La traición y el silencio cómplice
La muerte de Raúl Contreras, el guía, fue el siguiente eslabón de esta cadena de revelaciones. Su cuerpo fue encontrado en un hotel de Acapulco con una nota que decía: “No puedo seguir viviendo con esto, perdónenme”. Pero Sandoval, con su agudo instinto, detectó inconsistencias que lo hicieron dudar de un suicidio. La viuda, entre sollozos, le confesó que Raúl se había enfermado de culpa y que antes de irse le había dicho: “Hice algo muy malo hace mucho tiempo y ahora van a descubrirlo”. Y había mencionado un nombre: Don Silverio. El geólogo Dr. Fernando Castellanos le reveló a Sandoval que el sedimento en el teléfono de Sebastián era de los “salones perdidos,” una zona prohibida al público. El rompecabezas comenzaba a armarse. Don Silverio era un poderoso empresario, dueño de las concesiones turísticas de las grutas y, de forma aún más escandalosa, hermano del Padre Juventino Maldonado.
La verdad, por fin, sale a la luz
En una revelación que conmocionó a todo el pueblo, el Padre Juventino, abrumado por la culpa, confesó a Esperanza Morales que su hermano había asesinado a su hijo. Durante nueve años, él había sabido la verdad, pero su cobardía y el miedo lo habían mantenido en silencio. La madre, con el corazón destrozado, golpeó al sacerdote. Lo había engañado durante casi una década, consolándola mientras su propio hermano era el responsable de la tragedia. Por su parte, Sandoval obtuvo una memoria USB con pruebas irrefutables: fotografías de Don Silverio supervisando la instalación de equipo en una cámara secreta. La otra guía, Amelia Estrada, finalmente se quebró y confesó la verdad que había guardado durante 9 años por miedo a perder la vida: Don Silverio no solo manejaba el turismo, sino que procesaba drogas en un laboratorio subterráneo. Los estudiantes, sin saberlo, se habían topado con el lugar y habían grabado todo. “Los mataron para proteger la operación”, dijo la guía, confirmando el peor de los temores de los padres.
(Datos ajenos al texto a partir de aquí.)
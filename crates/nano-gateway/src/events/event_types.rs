//! Gateway event types
//!
//! Every dispatch tag the gateway sends in the `t` field, and the logical
//! kind matchers subscribe to.

use std::fmt;

macro_rules! event_types {
    ($($variant:ident => $wire:literal, $name:literal;)*) => {
        /// Dispatch event types
        #[derive(Debug, Clone, Copy, PartialEq, Eq, Hash)]
        pub enum EventType {
            $($variant,)*
        }

        impl EventType {
            /// Every known event type, in declaration order
            pub const ALL: &'static [EventType] = &[$(Self::$variant,)*];

            /// Wire tag, e.g. `AT_MESSAGE_CREATE`
            #[must_use]
            pub const fn as_str(self) -> &'static str {
                match self {
                    $(Self::$variant => $wire,)*
                }
            }

            /// CamelCase name, e.g. `AtMessageCreate`
            #[must_use]
            pub const fn name(self) -> &'static str {
                match self {
                    $(Self::$variant => $name,)*
                }
            }

            /// Parse a wire tag; unknown tags give `None`
            #[must_use]
            pub fn from_wire(tag: &str) -> Option<Self> {
                match tag {
                    $($wire => Some(Self::$variant),)*
                    _ => None,
                }
            }
        }
    };
}

event_types! {
    Ready => "READY", "Ready";
    Resumed => "RESUMED", "Resumed";

    GuildCreate => "GUILD_CREATE", "GuildCreate";
    GuildUpdate => "GUILD_UPDATE", "GuildUpdate";
    GuildDelete => "GUILD_DELETE", "GuildDelete";

    ChannelCreate => "CHANNEL_CREATE", "ChannelCreate";
    ChannelUpdate => "CHANNEL_UPDATE", "ChannelUpdate";
    ChannelDelete => "CHANNEL_DELETE", "ChannelDelete";

    GuildMemberAdd => "GUILD_MEMBER_ADD", "GuildMemberAdd";
    GuildMemberUpdate => "GUILD_MEMBER_UPDATE", "GuildMemberUpdate";
    GuildMemberRemove => "GUILD_MEMBER_REMOVE", "GuildMemberRemove";

    MessageCreate => "MESSAGE_CREATE", "MessageCreate";
    MessageDelete => "MESSAGE_DELETE", "MessageDelete";
    MessageReactionAdd => "MESSAGE_REACTION_ADD", "MessageReactionAdd";
    MessageReactionRemove => "MESSAGE_REACTION_REMOVE", "MessageReactionRemove";
    DirectMessageCreate => "DIRECT_MESSAGE_CREATE", "DirectMessageCreate";
    DirectMessageDelete => "DIRECT_MESSAGE_DELETE", "DirectMessageDelete";
    AtMessageCreate => "AT_MESSAGE_CREATE", "AtMessageCreate";
    PublicMessageDelete => "PUBLIC_MESSAGE_DELETE", "PublicMessageDelete";
    GroupAtMessageCreate => "GROUP_AT_MESSAGE_CREATE", "GroupAtMessageCreate";
    C2cMessageCreate => "C2C_MESSAGE_CREATE", "C2cMessageCreate";

    MessageAuditPass => "MESSAGE_AUDIT_PASS", "MessageAuditPass";
    MessageAuditReject => "MESSAGE_AUDIT_REJECT", "MessageAuditReject";

    AudioStart => "AUDIO_START", "AudioStart";
    AudioFinish => "AUDIO_FINISH", "AudioFinish";
    AudioOnMic => "AUDIO_ON_MIC", "AudioOnMic";
    AudioOffMic => "AUDIO_OFF_MIC", "AudioOffMic";
    AudioOrLiveChannelMemberEnter => "AUDIO_OR_LIVE_CHANNEL_MEMBER_ENTER", "AudioOrLiveChannelMemberEnter";
    AudioOrLiveChannelMemberExit => "AUDIO_OR_LIVE_CHANNEL_MEMBER_EXIT", "AudioOrLiveChannelMemberExit";

    ForumThreadCreate => "FORUM_THREAD_CREATE", "ForumThreadCreate";
    ForumThreadUpdate => "FORUM_THREAD_UPDATE", "ForumThreadUpdate";
    ForumThreadDelete => "FORUM_THREAD_DELETE", "ForumThreadDelete";
    ForumPostCreate => "FORUM_POST_CREATE", "ForumPostCreate";
    ForumPostDelete => "FORUM_POST_DELETE", "ForumPostDelete";
    ForumReplyCreate => "FORUM_REPLY_CREATE", "ForumReplyCreate";
    ForumReplyDelete => "FORUM_REPLY_DELETE", "ForumReplyDelete";
    ForumPublishAuditResult => "FORUM_PUBLISH_AUDIT_RESULT", "ForumPublishAuditResult";

    OpenForumThreadCreate => "OPEN_FORUM_THREAD_CREATE", "OpenForumThreadCreate";
    OpenForumThreadUpdate => "OPEN_FORUM_THREAD_UPDATE", "OpenForumThreadUpdate";
    OpenForumThreadDelete => "OPEN_FORUM_THREAD_DELETE", "OpenForumThreadDelete";
    OpenForumPostCreate => "OPEN_FORUM_POST_CREATE", "OpenForumPostCreate";
    OpenForumPostDelete => "OPEN_FORUM_POST_DELETE", "OpenForumPostDelete";
    OpenForumReplyCreate => "OPEN_FORUM_REPLY_CREATE", "OpenForumReplyCreate";
    OpenForumReplyDelete => "OPEN_FORUM_REPLY_DELETE", "OpenForumReplyDelete";
}

impl EventType {
    /// Logical kind used to look up matchers
    #[must_use]
    pub const fn kind(self) -> EventKind {
        match self {
            Self::MessageCreate
            | Self::AtMessageCreate
            | Self::DirectMessageCreate
            | Self::GroupAtMessageCreate
            | Self::C2cMessageCreate => EventKind::Message,
            Self::MessageDelete | Self::PublicMessageDelete | Self::DirectMessageDelete => {
                EventKind::MessageDelete
            }
            other => EventKind::Event(other),
        }
    }

    /// Direct messages are always addressed to the bot
    #[must_use]
    pub const fn is_direct(self) -> bool {
        matches!(self, Self::DirectMessageCreate | Self::DirectMessageDelete)
    }

    /// QQ group and c2c messages, as opposed to guild messages
    #[must_use]
    pub const fn is_qq(self) -> bool {
        matches!(self, Self::GroupAtMessageCreate | Self::C2cMessageCreate)
    }
}

impl fmt::Display for EventType {
    fn fmt(&self, f: &mut fmt::Formatter<'_>) -> fmt::Result {
        f.write_str(self.as_str())
    }
}

/// Logical event kind
///
/// The five message-create tags collapse to `Message` and the three
/// message-delete tags to `MessageDelete`; every other tag is its own kind.
#[derive(Debug, Clone, Copy, PartialEq, Eq, Hash)]
pub enum EventKind {
    Message,
    MessageDelete,
    Event(EventType),
}

impl EventKind {
    #[must_use]
    pub const fn name(self) -> &'static str {
        match self {
            Self::Message => "Message",
            Self::MessageDelete => "MessageDelete",
            Self::Event(ty) => ty.name(),
        }
    }
}

impl From<EventType> for EventKind {
    fn from(ty: EventType) -> Self {
        ty.kind()
    }
}

impl fmt::Display for EventKind {
    fn fmt(&self, f: &mut fmt::Formatter<'_>) -> fmt::Result {
        f.write_str(self.name())
    }
}
//! Expiring key/value storage

mod ttl_cache;

pub use ttl_cache::TtlCache;
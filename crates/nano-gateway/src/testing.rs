//! Fixtures shared by the unit tests

use std::sync::atomic::{AtomicBool, AtomicUsize, Ordering};
use std::sync::Arc;

use async_trait::async_trait;
use nano_common::BotConfig;
use nano_core::{Member, Message, MessageDelete, User};
use parking_lot::Mutex;

use crate::api::{ApiError, ApiResult, MessagePost, OpenApi, ReplyTarget, SentMessage, ShardGateway};
use crate::bot::Bot;
use crate::connection::Session;
use crate::context::{Ctx, Event};
use crate::events::{EventData, EventKind, EventType};

/// Id configured as the only super user of test bots
pub(crate) const SUPER_USER: &str = "1000";

/// Outbound API that records replies instead of sending them
#[derive(Default)]
pub(crate) struct StubApi {
    replies: Mutex<Vec<(ReplyTarget, MessagePost)>>,
    members: Mutex<Vec<Member>>,
    fail: AtomicBool,
    gateway_calls: AtomicUsize,
}

impl StubApi {
    pub(crate) fn new() -> Self {
        Self::default()
    }

    pub(crate) fn fail_replies(&self, fail: bool) {
        self.fail.store(fail, Ordering::SeqCst);
    }

    pub(crate) fn add_member(&self, guild_id: &str, mut member: Member) {
        member.guild_id = guild_id.to_string();
        self.members.lock().push(member);
    }

    pub(crate) fn replies(&self) -> Vec<(ReplyTarget, MessagePost)> {
        self.replies.lock().clone()
    }

    pub(crate) fn last_reply(&self) -> Option<(ReplyTarget, MessagePost)> {
        self.replies.lock().last().cloned()
    }

    /// Reply texts in sending order
    pub(crate) fn texts(&self) -> Vec<String> {
        self.replies.lock().iter().map(|(_, p)| p.content.clone()).collect()
    }

    pub(crate) fn gateway_calls(&self) -> usize {
        self.gateway_calls.load(Ordering::SeqCst)
    }
}

#[async_trait]
impl OpenApi for StubApi {
    async fn fetch_gateway_url(&self) -> ApiResult<String> {
        self.gateway_calls.fetch_add(1, Ordering::SeqCst);
        Ok("ws://stub.invalid/websocket".to_string())
    }

    async fn fetch_shard_gateway(&self) -> ApiResult<ShardGateway> {
        Ok(ShardGateway {
            url: "ws://stub.invalid/websocket".to_string(),
            shards: 1,
            ..ShardGateway::default()
        })
    }

    async fn send_reply(&self, target: &ReplyTarget, post: &MessagePost) -> ApiResult<SentMessage> {
        if self.fail.load(Ordering::SeqCst) {
            return Err(ApiError::status(500, 0, "stub failure"));
        }
        let mut replies = self.replies.lock();
        replies.push((target.clone(), post.clone()));
        Ok(SentMessage {
            id: format!("r{}", replies.len()),
        })
    }

    async fn fetch_member(&self, guild_id: &str, user_id: &str) -> ApiResult<Member> {
        self.members
            .lock()
            .iter()
            .find(|m| m.guild_id == guild_id && m.user.as_ref().is_some_and(|u| u.id == user_id))
            .cloned()
            .ok_or_else(|| ApiError::status(404, 50001, "member not found"))
    }
}

pub(crate) fn stub_bot(api: Arc<StubApi>) -> Arc<Bot> {
    let mut config = BotConfig::new("1", "token");
    config.super_users = vec![SUPER_USER.to_string()];
    Bot::builder(config)
        .api(api)
        .build()
        .expect("stub bot builds without network")
}

/// Session of a fresh stub bot, not connected
pub(crate) fn stub_session() -> (Arc<Session>, Arc<StubApi>) {
    let api = Arc::new(StubApi::new());
    let session = Session::new(stub_bot(Arc::clone(&api)), [0, 1]);
    (session, api)
}

pub(crate) fn test_session() -> Arc<Session> {
    stub_session().0
}

/// Message `m1` from alice (id 7) in channel 100 of guild 200
pub(crate) fn message(content: &str) -> Message {
    let mut message = Message::new("m1", "100", User::new("7", "alice"), content);
    message.guild_id = "200".to_string();
    message
}

fn event(ty: EventType, content: &str) -> Event {
    let data = if ty.kind() == EventKind::MessageDelete {
        EventData::MessageDelete(MessageDelete {
            message: message(content),
            op_user: User::new("7", "alice"),
        })
    } else {
        EventData::Message(message(content))
    };
    Event::new(ty, Some(1), data)
}

/// Context of a message event on its own stub bot
pub(crate) fn message_ctx(ty: EventType, content: &str) -> Ctx {
    Ctx::new(test_session(), event(ty, content))
}

/// Like [`message_ctx`], also returning the bot's stub API
pub(crate) fn stub_ctx(ty: EventType, content: &str) -> (Ctx, Arc<StubApi>) {
    let (session, api) = stub_session();
    (Ctx::new(session, event(ty, content)), api)
}

/// Context of a message event on an existing session
pub(crate) fn session_ctx(session: &Arc<Session>, ty: EventType, content: &str) -> Ctx {
    Ctx::new(Arc::clone(session), event(ty, content))
}
//! Member entity - a user's membership in a guild

use chrono::{DateTime, FixedOffset};
use serde::{Deserialize, Serialize};

use super::User;

/// Well-known system role ids
pub mod roles {
    pub const ALL_MEMBERS: &str = "1";
    pub const ADMIN: &str = "2";
    pub const CREATOR: &str = "4";
    pub const CHANNEL_ADMIN: &str = "5";
}

/// Guild member
#[derive(Debug, Clone, Default, PartialEq, Eq, Serialize, Deserialize)]
#[serde(default)]
pub struct Member {
    /// Only present on member events and delete-operator lookups
    pub guild_id: String,
    pub user: Option<User>,
    pub nick: String,
    pub roles: Vec<String>,
    #[serde(with = "super::timestamp")]
    pub joined_at: Option<DateTime<FixedOffset>>,
    pub deaf: bool,
    pub mute: bool,
    pub pending: bool,
}

impl Member {
    /// Get display name (nickname if set, otherwise the user's name)
    pub fn display_name(&self) -> &str {
        if !self.nick.is_empty() {
            return &self.nick;
        }
        self.user.as_ref().map_or("", |u| u.username.as_str())
    }

    /// Check if member has a specific role
    #[inline]
    pub fn has_role(&self, role_id: &str) -> bool {
        self.roles.iter().any(|r| r == role_id)
    }

    /// Check if member holds any of the given roles
    pub fn has_any_role(&self, role_ids: &[&str]) -> bool {
        role_ids.iter().any(|id| self.has_role(id))
    }
}

#[cfg(test)]
mod tests {
    use super::*;

    #[test]
    fn test_display_name() {
        let mut member = Member {
            user: Some(User::new("2", "TestUser")),
            ..Member::default()
        };
        assert_eq!(member.display_name(), "TestUser");

        member.nick = "Nickname".to_string();
        assert_eq!(member.display_name(), "Nickname");
    }

    #[test]
    fn test_role_checks() {
        let member = Member {
            roles: vec![roles::ALL_MEMBERS.to_string(), roles::CHANNEL_ADMIN.to_string()],
            ..Member::default()
        };
        assert!(member.has_role(roles::CHANNEL_ADMIN));
        assert!(!member.has_role(roles::ADMIN));
        assert!(member.has_any_role(&[roles::ADMIN, roles::CHANNEL_ADMIN]));
        assert!(!member.has_any_role(&[roles::CREATOR]));
    }

    #[test]
    fn test_decode_member() {
        let json = r#"{
            "user": {"id": "7", "username": "bob"},
            "nick": "",
            "roles": ["4"],
            "joined_at": "2021-11-23T15:16:48+08:00"
        }"#;
        let member: Member = serde_json::from_str(json).unwrap();
        assert!(member.has_role(roles::CREATOR));
        assert!(member.joined_at.is_some());
        assert_eq!(member.display_name(), "bob");
    }
}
El macabro hallazgo y la justicia
Mientras Sandoval organizaba la evidencia para llevar el caso a las autoridades federales en la Ciudad de México, su teléfono sonó. Era el espeleólogo que había encontrado el teléfono. “Encontré algo más, algo terrible”, dijo, “Huesos, detective. Huesos humanos y ropa que parece de estudiantes.” La voz del hombre se quebraba al dar la noticia. Tras nueve años de silencio, el misterio de los 11 estudiantes estaba a punto de resolverse. El detective Sandoval se dirigió a las grutas para confirmar el macabro hallazgo que pondría fin a la agonía de las familias. Los restos de los 11 estudiantes, enterrados en las entrañas de la tierra, eran la evidencia final. Los sueños que se habían perdido en la oscuridad, las risas que se habían apagado demasiado pronto, la esperanza que se había mantenido viva a través del dolor, finalmente encontrarían paz. El caso de los 11 jóvenes de Cacahuamilpa es un recordatorio de que la luz siempre encuentra la manera de penetrar la oscuridad, incluso si tiene que esperar nueve años para hacerlo.